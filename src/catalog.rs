// SPDX-FileCopyrightText: Copyright (c) 2018-2025 slowtec GmbH <post@slowtec.de>
// SPDX-License-Identifier: MIT OR Apache-2.0

//! Device register catalog
//!
//! A catalog maps a slave address to the register layout of the device,
//! keyed by logical register index. 32 bit types occupy one index but two
//! physical registers, so the index following such a definition stays unused.

use std::{collections::BTreeMap, io::Read, sync::OnceLock};

use serde::{Deserialize, Serialize};

use crate::{error::*, frame::SlaveId};

type Result<T> = core::result::Result<T, Error>;

/// Register data type
#[derive(Debug, Clone, Copy, PartialEq, Eq, Serialize, Deserialize)]
#[serde(rename_all = "lowercase")]
pub enum DataType {
    Uint16,
    Int16,
    Uint32,
    Int32,
    Float32,
}

impl DataType {
    /// Number of bytes occupied in the frame.
    #[must_use]
    pub const fn width(self) -> usize {
        match self {
            Self::Uint16 | Self::Int16 => 2,
            Self::Uint32 | Self::Int32 | Self::Float32 => 4,
        }
    }

    /// Number of 16 bit registers occupied.
    #[must_use]
    pub const fn register_count(self) -> u16 {
        (self.width() / 2) as u16
    }
}

/// Byte order of a register value.
#[derive(Debug, Clone, Copy, Default, PartialEq, Eq, Serialize, Deserialize)]
#[serde(rename_all = "lowercase")]
pub enum Endian {
    /// `ABCD`
    #[default]
    Big,
    /// `DCBA`
    Little,
    /// `CDAB`: registers swapped, bytes within a register big-endian
    Mixed,
}

/// Bit index to flag name mapping of a status register.
#[derive(Debug, Clone, Default, PartialEq, Eq, Serialize, Deserialize)]
#[serde(transparent)]
pub struct Bitmask(BTreeMap<u8, String>);

impl Bitmask {
    #[must_use]
    pub fn new() -> Self {
        Self::default()
    }

    #[must_use]
    pub fn with_flag(mut self, bit: u8, name: impl Into<String>) -> Self {
        self.0.insert(bit, name.into());
        self
    }

    /// Iterate over `(bit, name)` in ascending bit order.
    pub fn iter(&self) -> impl Iterator<Item = (u8, &str)> {
        self.0.iter().map(|(bit, name)| (*bit, name.as_str()))
    }

    #[must_use]
    pub fn len(&self) -> usize {
        self.0.len()
    }

    #[must_use]
    pub fn is_empty(&self) -> bool {
        self.0.is_empty()
    }
}

impl<S: Into<String>> FromIterator<(u8, S)> for Bitmask {
    fn from_iter<T: IntoIterator<Item = (u8, S)>>(iter: T) -> Self {
        Self(iter.into_iter().map(|(bit, name)| (bit, name.into())).collect())
    }
}

const fn default_scale() -> f64 {
    1.0
}

/// Layout of a single register value.
#[derive(Debug, Clone, PartialEq, Serialize, Deserialize)]
#[serde(deny_unknown_fields)]
pub struct RegisterDefinition {
    /// Output field name
    pub name: String,
    #[serde(rename = "type")]
    pub data_type: DataType,
    /// Divisor applied to the raw value
    #[serde(default = "default_scale")]
    pub scale: f64,
    #[serde(default)]
    pub endian: Endian,
    #[serde(default, skip_serializing_if = "Option::is_none")]
    pub bitmask: Option<Bitmask>,
}

impl RegisterDefinition {
    /// Create a big-endian definition with a scale of `1`.
    #[must_use]
    pub fn new(name: impl Into<String>, data_type: DataType) -> Self {
        Self {
            name: name.into(),
            data_type,
            scale: default_scale(),
            endian: Endian::Big,
            bitmask: None,
        }
    }

    #[must_use]
    pub fn with_scale(mut self, scale: f64) -> Self {
        self.scale = scale;
        self
    }

    #[must_use]
    pub fn with_endian(mut self, endian: Endian) -> Self {
        self.endian = endian;
        self
    }

    #[must_use]
    pub fn with_bitmask(mut self, bitmask: Bitmask) -> Self {
        self.bitmask = Some(bitmask);
        self
    }

    /// Number of bytes occupied in the frame.
    #[must_use]
    pub const fn width(&self) -> usize {
        self.data_type.width()
    }

    /// Number of 16 bit registers occupied.
    #[must_use]
    pub const fn register_count(&self) -> u16 {
        self.data_type.register_count()
    }

    /// A scale is usable if it is finite and strictly positive.
    #[must_use]
    pub fn has_valid_scale(&self) -> bool {
        self.scale.is_finite() && self.scale > 0.0
    }

    fn check(&self) -> core::result::Result<(), &'static str> {
        if !self.has_valid_scale() {
            return Err("scale must be finite and greater than zero");
        }
        if let Some(bitmask) = &self.bitmask {
            if self.data_type != DataType::Uint16 {
                return Err("bitmask is only supported on uint16 registers");
            }
            if bitmask.iter().any(|(bit, _)| bit > 15) {
                return Err("bitmask bit index exceeds 15");
            }
        }
        Ok(())
    }
}

/// Register layout of a single device.
#[derive(Debug, Clone, Default, PartialEq, Serialize, Deserialize)]
#[serde(transparent)]
pub struct RegisterTable(BTreeMap<u16, RegisterDefinition>);

static EMPTY_TABLE: RegisterTable = RegisterTable(BTreeMap::new());

impl RegisterTable {
    #[must_use]
    pub fn new() -> Self {
        Self::default()
    }

    #[must_use]
    pub fn with_register(mut self, index: u16, definition: RegisterDefinition) -> Self {
        self.0.insert(index, definition);
        self
    }

    /// Get the definition at a logical register index.
    #[must_use]
    pub fn get(&self, index: u16) -> Option<&RegisterDefinition> {
        self.0.get(&index)
    }

    /// Iterate over the definitions in ascending index order.
    pub fn iter(&self) -> impl Iterator<Item = (u16, &RegisterDefinition)> {
        self.0.iter().map(|(index, def)| (*index, def))
    }

    #[must_use]
    pub fn len(&self) -> usize {
        self.0.len()
    }

    #[must_use]
    pub fn is_empty(&self) -> bool {
        self.0.is_empty()
    }
}

/// Register tables of all known devices.
#[derive(Debug, Clone, Default, PartialEq, Serialize, Deserialize)]
#[serde(transparent)]
pub struct RegisterCatalog(BTreeMap<SlaveId, RegisterTable>);

impl RegisterCatalog {
    #[must_use]
    pub fn new() -> Self {
        Self::default()
    }

    #[must_use]
    pub fn with_device(mut self, slave: SlaveId, table: RegisterTable) -> Self {
        self.insert(slave, table);
        self
    }

    /// Add or replace the table of a device.
    pub fn insert(&mut self, slave: SlaveId, table: RegisterTable) {
        self.0.insert(slave, table);
    }

    /// Get the register table of a device.
    ///
    /// Unknown slaves get an empty table.
    #[must_use]
    pub fn device(&self, slave: SlaveId) -> &RegisterTable {
        self.0.get(&slave).unwrap_or(&EMPTY_TABLE)
    }

    #[must_use]
    pub fn contains(&self, slave: SlaveId) -> bool {
        self.0.contains_key(&slave)
    }

    /// Load and validate a catalog from its JSON representation.
    pub fn from_json_str(json: &str) -> Result<Self> {
        let catalog: Self = serde_json::from_str(json)?;
        catalog.validate()?;
        Ok(catalog)
    }

    /// Load and validate a catalog from a JSON reader.
    pub fn from_json_reader(reader: impl Read) -> Result<Self> {
        let catalog: Self = serde_json::from_reader(reader)?;
        catalog.validate()?;
        Ok(catalog)
    }

    /// Check every definition of every device.
    ///
    /// Besides the per-definition checks this rejects indices that fall into
    /// the second register of a preceding 32 bit value.
    pub fn validate(&self) -> Result<()> {
        for (&slave, table) in &self.0 {
            let mut next_free = 0u16;
            for (index, def) in table.iter() {
                let reason = if index < next_free {
                    Err("index overlaps the preceding 32 bit register")
                } else {
                    def.check()
                };
                if let Err(reason) = reason {
                    #[cfg(feature = "log")]
                    log::error!("Rejecting register '{}' of slave {slave}: {reason}", def.name);
                    return Err(Error::InvalidDefinition {
                        slave,
                        index,
                        reason,
                    });
                }
                next_free = index.saturating_add(def.register_count());
            }
        }
        Ok(())
    }

    /// Demo catalog with a single environmental sensor at slave address `1`.
    pub fn builtin() -> &'static Self {
        static BUILTIN: OnceLock<RegisterCatalog> = OnceLock::new();
        BUILTIN.get_or_init(|| {
            let sensor = RegisterTable::new()
                .with_register(
                    0,
                    RegisterDefinition::new("temperature", DataType::Int16).with_scale(1000.0),
                )
                .with_register(
                    1,
                    RegisterDefinition::new("humidity", DataType::Uint16).with_scale(10.0),
                )
                .with_register(
                    2,
                    RegisterDefinition::new("status", DataType::Uint16).with_bitmask(
                        Bitmask::new()
                            .with_flag(0, "system_ok")
                            .with_flag(1, "heater_on")
                            .with_flag(2, "fan_on")
                            .with_flag(3, "error_flag"),
                    ),
                )
                .with_register(
                    3,
                    RegisterDefinition::new("energy", DataType::Uint32).with_scale(1000.0),
                )
                .with_register(
                    5,
                    RegisterDefinition::new("power", DataType::Float32).with_endian(Endian::Mixed),
                );
            RegisterCatalog::new().with_device(1, sensor)
        })
    }
}

#[cfg(test)]
mod tests {

    use super::*;

    const CATALOG_JSON: &str = r#"{
        "1": {
            "0": { "name": "temperature", "type": "int16", "scale": 1000 },
            "1": { "name": "humidity", "type": "uint16", "scale": 10, "endian": "big" },
            "2": {
                "name": "status",
                "type": "uint16",
                "bitmask": { "0": "system_ok", "1": "heater_on", "2": "fan_on", "3": "error_flag" }
            },
            "3": { "name": "energy", "type": "uint32", "endian": "mixed" }
        },
        "17": {
            "0": { "name": "pressure", "type": "float32", "endian": "little" }
        }
    }"#;

    #[test]
    fn data_type_width() {
        assert_eq!(DataType::Uint16.width(), 2);
        assert_eq!(DataType::Int16.width(), 2);
        assert_eq!(DataType::Uint32.width(), 4);
        assert_eq!(DataType::Int32.width(), 4);
        assert_eq!(DataType::Float32.width(), 4);
        assert_eq!(DataType::Float32.register_count(), 2);
        assert_eq!(DataType::Int16.register_count(), 1);
    }

    #[test]
    fn unknown_slave_has_empty_table() {
        let catalog = RegisterCatalog::new();
        assert!(catalog.device(42).is_empty());
        assert!(!catalog.contains(42));
    }

    #[test]
    fn load_catalog_from_json() {
        let catalog = RegisterCatalog::from_json_str(CATALOG_JSON).unwrap();
        let table = catalog.device(1);
        assert_eq!(table.len(), 4);

        let temperature = table.get(0).unwrap();
        assert_eq!(temperature.data_type, DataType::Int16);
        assert_eq!(temperature.scale, 1000.0);
        assert_eq!(temperature.endian, Endian::Big);

        let status = table.get(2).unwrap();
        let flags: Vec<_> = status.bitmask.as_ref().unwrap().iter().collect();
        assert_eq!(
            flags,
            [
                (0, "system_ok"),
                (1, "heater_on"),
                (2, "fan_on"),
                (3, "error_flag")
            ]
        );

        let energy = table.get(3).unwrap();
        assert_eq!(energy.scale, 1.0);
        assert_eq!(energy.endian, Endian::Mixed);

        assert_eq!(catalog.device(17).get(0).unwrap().endian, Endian::Little);
    }

    #[test]
    fn load_catalog_from_reader() {
        let catalog = RegisterCatalog::from_json_reader(CATALOG_JSON.as_bytes()).unwrap();
        assert!(catalog.contains(17));
    }

    #[test]
    fn reject_unknown_data_type() {
        let json = r#"{ "1": { "0": { "name": "x", "type": "uint64" } } }"#;
        assert!(matches!(
            RegisterCatalog::from_json_str(json),
            Err(Error::Config(_))
        ));
    }

    #[test]
    fn reject_zero_scale() {
        let json = r#"{ "1": { "0": { "name": "x", "type": "uint16", "scale": 0 } } }"#;
        assert_eq!(
            RegisterCatalog::from_json_str(json).err().unwrap(),
            Error::InvalidDefinition {
                slave: 1,
                index: 0,
                reason: "scale must be finite and greater than zero"
            }
        );
    }

    #[test]
    fn reject_bitmask_on_wide_register() {
        let catalog = RegisterCatalog::new().with_device(
            3,
            RegisterTable::new().with_register(
                0,
                RegisterDefinition::new("alarms", DataType::Uint32)
                    .with_bitmask(Bitmask::new().with_flag(0, "a")),
            ),
        );
        assert!(matches!(
            catalog.validate(),
            Err(Error::InvalidDefinition {
                slave: 3,
                index: 0,
                ..
            })
        ));
    }

    #[test]
    fn reject_bitmask_bit_out_of_range() {
        let catalog = RegisterCatalog::new().with_device(
            1,
            RegisterTable::new().with_register(
                0,
                RegisterDefinition::new("alarms", DataType::Uint16)
                    .with_bitmask(Bitmask::new().with_flag(16, "a")),
            ),
        );
        assert!(catalog.validate().is_err());
    }

    #[test]
    fn reject_overlapping_index() {
        let catalog = RegisterCatalog::new().with_device(
            1,
            RegisterTable::new()
                .with_register(2, RegisterDefinition::new("energy", DataType::Uint32))
                .with_register(3, RegisterDefinition::new("voltage", DataType::Uint16)),
        );
        assert_eq!(
            catalog.validate().err().unwrap(),
            Error::InvalidDefinition {
                slave: 1,
                index: 3,
                reason: "index overlaps the preceding 32 bit register"
            }
        );

        let catalog = RegisterCatalog::new().with_device(
            1,
            RegisterTable::new()
                .with_register(2, RegisterDefinition::new("energy", DataType::Uint32))
                .with_register(4, RegisterDefinition::new("voltage", DataType::Uint16)),
        );
        assert!(catalog.validate().is_ok());
    }

    #[test]
    fn builtin_catalog_is_valid() {
        let catalog = RegisterCatalog::builtin();
        assert!(catalog.validate().is_ok());
        assert_eq!(catalog.device(1).len(), 5);
        assert!(core::ptr::eq(catalog, RegisterCatalog::builtin()));
    }

    #[test]
    fn serialize_catalog_back_to_json() {
        let catalog = RegisterCatalog::from_json_str(CATALOG_JSON).unwrap();
        let json = serde_json::to_string(&catalog).unwrap();
        assert_eq!(RegisterCatalog::from_json_str(&json).unwrap(), catalog);
    }
}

- - - - - - -

**Activity:** Take every line from the data that contains the word "registers".

**Task solution:**
//! physical registers, so the index following such a definition stays unused.
    /// Number of 16 bit registers occupied.
    /// `CDAB`: registers swapped, bytes within a register big-endian
    /// Number of 16 bit registers occupied.
                return Err("bitmask is only supported on uint16 registers");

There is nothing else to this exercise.